#### [WHAT TO WORK ON]
Once you have read the entries below, give them all again without any difference.

#### [STUDY MATERIAL]
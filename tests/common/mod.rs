#![allow(dead_code)]

use std::path::{Path, PathBuf};

use chrono::NaiveDate;
use rust_decimal::Decimal;
use rust_decimal_macros::dec;
use tally::tally_config::{Config, ConfigManager};
use tally::tally_core::InMemoryLedgerStore;
use tally::tally_domain::{Amount, Category, Kind, Transaction};
use tempfile::TempDir;
use uuid::Uuid;

/// Reference day used by every fixture: Saturday 2024-01-20.
pub fn today() -> NaiveDate {
    date(2024, 1, 20)
}

pub fn date(y: i32, m: u32, d: u32) -> NaiveDate {
    NaiveDate::from_ymd_opt(y, m, d).unwrap()
}

pub fn amount(value: Decimal) -> Amount {
    Amount::new(value).expect("non-negative amount")
}

/// A ledger file and config file living in their own temporary directory.
pub struct Fixture {
    pub dir: TempDir,
    pub user: Uuid,
    pub ledger_path: PathBuf,
    pub config_path: PathBuf,
}

impl Fixture {
    pub fn path(&self) -> &Path {
        self.dir.path()
    }
}

/// January 2024 for one user: income 1000, groceries 400 against a 300 budget and a
/// 4.50 coffee in a shared category budgeted at 100. A second user's record is mixed in.
pub fn sample_store(user: Uuid) -> InMemoryLedgerStore {
    let mut store = InMemoryLedgerStore::new();
    let salary = store.add_category(Category::new(user, "Salary", Kind::Income).unwrap());
    let groceries = store.add_category(
        Category::new(user, "Groceries", Kind::Expense)
            .unwrap()
            .with_budget(amount(dec!(300))),
    );
    let dining = store.add_category(
        Category::default_category("Dining", Kind::Expense)
            .unwrap()
            .with_budget(amount(dec!(100))),
    );

    let records = [
        (Kind::Income, dec!(1000), salary, "Paycheck", date(2024, 1, 5)),
        (Kind::Expense, dec!(300), groceries, "Weekly shop", date(2024, 1, 10)),
        (Kind::Expense, dec!(100), groceries, "Farmers market", date(2024, 1, 20)),
        (Kind::Expense, dec!(4.50), dining, "Coffee", date(2024, 1, 18)),
    ];
    for (kind, value, category, description, on) in records {
        let txn = Transaction::new(user, kind, amount(value), category, description, on).unwrap();
        store.add_transaction(txn).expect("valid fixture transaction");
    }

    let stranger = Uuid::new_v4();
    let txn = Transaction::new(
        stranger,
        Kind::Expense,
        amount(dec!(999)),
        dining,
        "Someone else's dinner",
        date(2024, 1, 19),
    )
    .unwrap();
    store.add_transaction(txn).expect("shared category accepts any user");
    store
}

/// Writes the sample ledger plus a colourless config into a fresh temp dir.
pub fn setup_fixture() -> Fixture {
    let dir = TempDir::new().expect("create temp dir");
    let user = Uuid::new_v4();

    let ledger_path = dir.path().join("ledger.json");
    let json = serde_json::to_string_pretty(&sample_store(user)).expect("serialize ledger");
    std::fs::write(&ledger_path, json).expect("write ledger");

    let config_path = dir.path().join("config.json");
    let config = Config {
        ui_color_enabled: false,
        ..Config::default()
    };
    ConfigManager::new(config_path.clone())
        .save(&config)
        .expect("save config");

    Fixture {
        dir,
        user,
        ledger_path,
        config_path,
    }
}
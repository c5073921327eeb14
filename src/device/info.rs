//! Device records built from attach descriptors

use serde::{Deserialize, Serialize};
use std::fmt;

/// Process-local device identifier, valid for one attach session only
pub type DeviceId = u32;

/// Ricoh USB vendor id
pub const VID_RICOH: u16 = 1482;
/// THETA S product id
pub const PID_THETA_S: u16 = 10001;
/// THETA V product id (the 872 id reported by some firmware does not stream)
pub const PID_THETA_V: u16 = 10002;

/// USB audio interface class
const USB_CLASS_AUDIO: u8 = 0x01;

/// Raw device descriptor as reported by the capture engine on attach
#[derive(Debug, Clone, Default, PartialEq, Eq, Serialize, Deserialize)]
pub struct DeviceDescriptor {
    pub id: DeviceId,
    pub vendor_id: u16,
    pub product_id: u16,
    pub device_class: u8,
    pub device_subclass: u8,
    pub device_protocol: u8,
    pub name: String,
    /// Whether the engine found an audio class interface on the device
    #[serde(default)]
    pub audio_interface: bool,
}

/// Immutable attached-device record
#[derive(Debug, Clone, PartialEq, Eq, Serialize, Deserialize)]
pub struct Device {
    pub id: DeviceId,
    pub vendor_id: u16,
    pub product_id: u16,
    pub device_class: u8,
    pub device_subclass: u8,
    pub device_protocol: u8,
    pub name: String,
    audio_interface: bool,
}

impl From<DeviceDescriptor> for Device {
    fn from(desc: DeviceDescriptor) -> Self {
        Self {
            id: desc.id,
            vendor_id: desc.vendor_id,
            product_id: desc.product_id,
            device_class: desc.device_class,
            device_subclass: desc.device_subclass,
            device_protocol: desc.device_protocol,
            name: desc.name,
            audio_interface: desc.audio_interface,
        }
    }
}

impl Device {
    /// Ricoh product
    pub fn is_ricoh(&self) -> bool {
        self.vendor_id == VID_RICOH
    }

    pub fn is_theta_s(&self) -> bool {
        self.is_ricoh() && self.product_id == PID_THETA_S
    }

    pub fn is_theta_v(&self) -> bool {
        self.is_ricoh() && self.product_id == PID_THETA_V
    }

    /// Known 360° camera family (dual-fisheye / equirectangular output)
    pub fn is_panoramic(&self) -> bool {
        self.is_theta_s() || self.is_theta_v()
    }

    /// Whether the device exposes a USB audio class interface
    pub fn supports_audio(&self) -> bool {
        self.audio_interface || self.device_class == USB_CLASS_AUDIO
    }
}

impl fmt::Display for Device {
    fn fmt(&self, f: &mut fmt::Formatter<'_>) -> fmt::Result {
        write!(
            f,
            "{} (id={}, {:04x}:{:04x})",
            if self.name.is_empty() { "<unnamed>" } else { &self.name },
            self.id,
            self.vendor_id,
            self.product_id
        )
    }
}
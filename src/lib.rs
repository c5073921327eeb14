//! uvc-hub - USB video/audio capture device coordinator
//!
//! This crate tracks hot-plugged UVC/UAC devices, runs them through
//! filtering, consumer acceptance and permission, then opens them,
//! negotiates a capture format and keeps at most one video and one audio
//! session per device running until detach, pause or shutdown.

pub mod capability;
pub mod config;
pub mod control;
pub mod coordinator;
pub mod device;
pub mod engine;
pub mod error;
pub mod events;
pub mod permission;
pub mod session;
pub mod utils;

pub use coordinator::{CoordinatorHandle, DeviceCoordinator};
pub use error::{Result, UvcError};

#### [ANSWER FOR THIS EXERCISE]
filename tests/common/mod.rs
#![allow(dead_code)]

use std::path::{Path, PathBuf};

use chrono::NaiveDate;
use rust_decimal::Decimal;
use rust_decimal_macros::dec;
use tally::tally_config::{Config, ConfigManager};
use tally::tally_core::InMemoryLedgerStore;
use tally::tally_domain::{Amount, Category, Kind, Transaction};
use tempfile::TempDir;
use uuid::Uuid;

/// Reference day used by every fixture: Saturday 2024-01-20.
pub fn today() -> NaiveDate {
    date(2024, 1, 20)
}

pub fn date(y: i32, m: u32, d: u32) -> NaiveDate {
    NaiveDate::from_ymd_opt(y, m, d).unwrap()
}

pub fn amount(value: Decimal) -> Amount {
    Amount::new(value).expect("non-negative amount")
}

/// A ledger file and config file living in their own temporary directory.
pub struct Fixture {
    pub dir: TempDir,
    pub user: Uuid,
    pub ledger_path: PathBuf,
    pub config_path: PathBuf,
}

impl Fixture {
    pub fn path(&self) -> &Path {
        self.dir.path()
    }
}

/// January 2024 for one user: income 1000, groceries 400 against a 300 budget and a
/// 4.50 coffee in a shared category budgeted at 100. A second user's record is mixed in.
pub fn sample_store(user: Uuid) -> InMemoryLedgerStore {
    let mut store = InMemoryLedgerStore::new();
    let salary = store.add_category(Category::new(user, "Salary", Kind::Income).unwrap());
    let groceries = store.add_category(
        Category::new(user, "Groceries", Kind::Expense)
            .unwrap()
            .with_budget(amount(dec!(300))),
    );
    let dining = store.add_category(
        Category::default_category("Dining", Kind::Expense)
            .unwrap()
            .with_budget(amount(dec!(100))),
    );

    let records = [
        (Kind::Income, dec!(1000), salary, "Paycheck", date(2024, 1, 5)),
        (Kind::Expense, dec!(300), groceries, "Weekly shop", date(2024, 1, 10)),
        (Kind::Expense, dec!(100), groceries, "Farmers market", date(2024, 1, 20)),
        (Kind::Expense, dec!(4.50), dining, "Coffee", date(2024, 1, 18)),
    ];
    for (kind, value, category, description, on) in records {
        let txn = Transaction::new(user, kind, amount(value), category, description, on).unwrap();
        store.add_transaction(txn).expect("valid fixture transaction");
    }

    let stranger = Uuid::new_v4();
    let txn = Transaction::new(
        stranger,
        Kind::Expense,
        amount(dec!(999)),
        dining,
        "Someone else's dinner",
        date(2024, 1, 19),
    )
    .unwrap();
    store.add_transaction(txn).expect("shared category accepts any user");
    store
}

/// Writes the sample ledger plus a colourless config into a fresh temp dir.
pub fn setup_fixture() -> Fixture {
    let dir = TempDir::new().expect("create temp dir");
    let user = Uuid::new_v4();

    let ledger_path = dir.path().join("ledger.json");
    let json = serde_json::to_string_pretty(&sample_store(user)).expect("serialize ledger");
    std::fs::write(&ledger_path, json).expect("write ledger");

    let config_path = dir.path().join("config.json");
    let config = Config {
        ui_color_enabled: false,
        ..Config::default()
    };
    ConfigManager::new(config_path.clone())
        .save(&config)
        .expect("save config");

    Fixture {
        dir,
        user,
        ledger_path,
        config_path,
    }
}
repository c5073921327eeb14
filename src/device/info.rs
//! Device records built from attach descriptors

use serde::{Deserialize, Serialize};
use std::fmt;

/// Process-local device identifier, valid for one attach session only
pub type DeviceId = u32;

/// Ricoh USB vendor id
pub const VID_RICOH: u16 = 1482;
/// THETA S product id
pub const PID_THETA_S: u16 = 10001;
/// THETA V product id (the 872 id reported by some firmware does not stream)
pub const PID_THETA_V: u16 = 10002;

/// USB audio interface class
const USB_CLASS_AUDIO: u8 = 0x01;

/// Raw device descriptor as reported by the capture engine on attach
#[derive(Debug, Clone, Default, PartialEq, Eq, Serialize, Deserialize)]
pub struct DeviceDescriptor {
    pub id: DeviceId,
    pub vendor_id: u16,
    pub product_id: u16,
    pub device_class: u8,
    pub device_subclass: u8,
    pub device_protocol: u8,
    pub name: String,
    /// Whether the engine found an audio class interface on the device
    #[serde(default)]
    pub audio_interface: bool,
}

/// Immutable attached-device record
#[derive(Debug, Clone, PartialEq, Eq, Serialize, Deserialize)]
pub struct Device {
    pub id: DeviceId,
    pub vendor_id: u16,
    pub product_id: u16,
    pub device_class: u8,
    pub device_subclass: u8,
    pub device_protocol: u8,
    pub name: String,
    audio_interface: bool,
}

impl From<DeviceDescriptor> for Device {
    fn from(desc: DeviceDescriptor) -> Self {
        Self {
            id: desc.id,
            vendor_id: desc.vendor_id,
            product_id: desc.product_id,
            device_class: desc.device_class,
            device_subclass: desc.device_subclass,
            device_protocol: desc.device_protocol,
            name: desc.name,
            audio_interface: desc.audio_interface,
        }
    }
}

impl Device {
    /// Ricoh product
    pub fn is_ricoh(&self) -> bool {
        self.vendor_id == VID_RICOH
    }

    pub fn is_theta_s(&self) -> bool {
        self.is_ricoh() && self.product_id == PID_THETA_S
    }

    pub fn is_theta_v(&self) -> bool {
        self.is_ricoh() && self.product_id == PID_THETA_V
    }

    /// Known 360° camera family (dual-fisheye / equirectangular output)
    pub fn is_panoramic(&self) -> bool {
        self.is_theta_s() || self.is_theta_v()
    }

    /// Whether the device exposes a USB audio class interface
    pub fn supports_audio(&self) -> bool {
        self.audio_interface || self.device_class == USB_CLASS_AUDIO
    }
}

impl fmt::Display for Device {
    fn fmt(&self, f: &mut fmt::Formatter<'_>) -> fmt::Result {
        write!(
            f,
            "{} (id={}, {:04x}:{:04x})",
            if self.name.is_empty() { "<unnamed>" } else { &self.name },
            self.id,
            self.vendor_id,
            self.product_id
        )
    }
}
filename src/lib.rs
repository c5073921327eeb14
//! uvc-hub - USB video/audio capture device coordinator
//!
//! This crate tracks hot-plugged UVC/UAC devices, runs them through
//! filtering, consumer acceptance and permission, then opens them,
//! negotiates a capture format and keeps at most one video and one audio
//! session per device running until detach, pause or shutdown.

pub mod capability;
pub mod config;
pub mod control;
pub mod coordinator;
pub mod device;
pub mod engine;
pub mod error;
pub mod events;
pub mod permission;
pub mod session;
pub mod utils;

pub use coordinator::{CoordinatorHandle, DeviceCoordinator};
pub use error::{Result, UvcError};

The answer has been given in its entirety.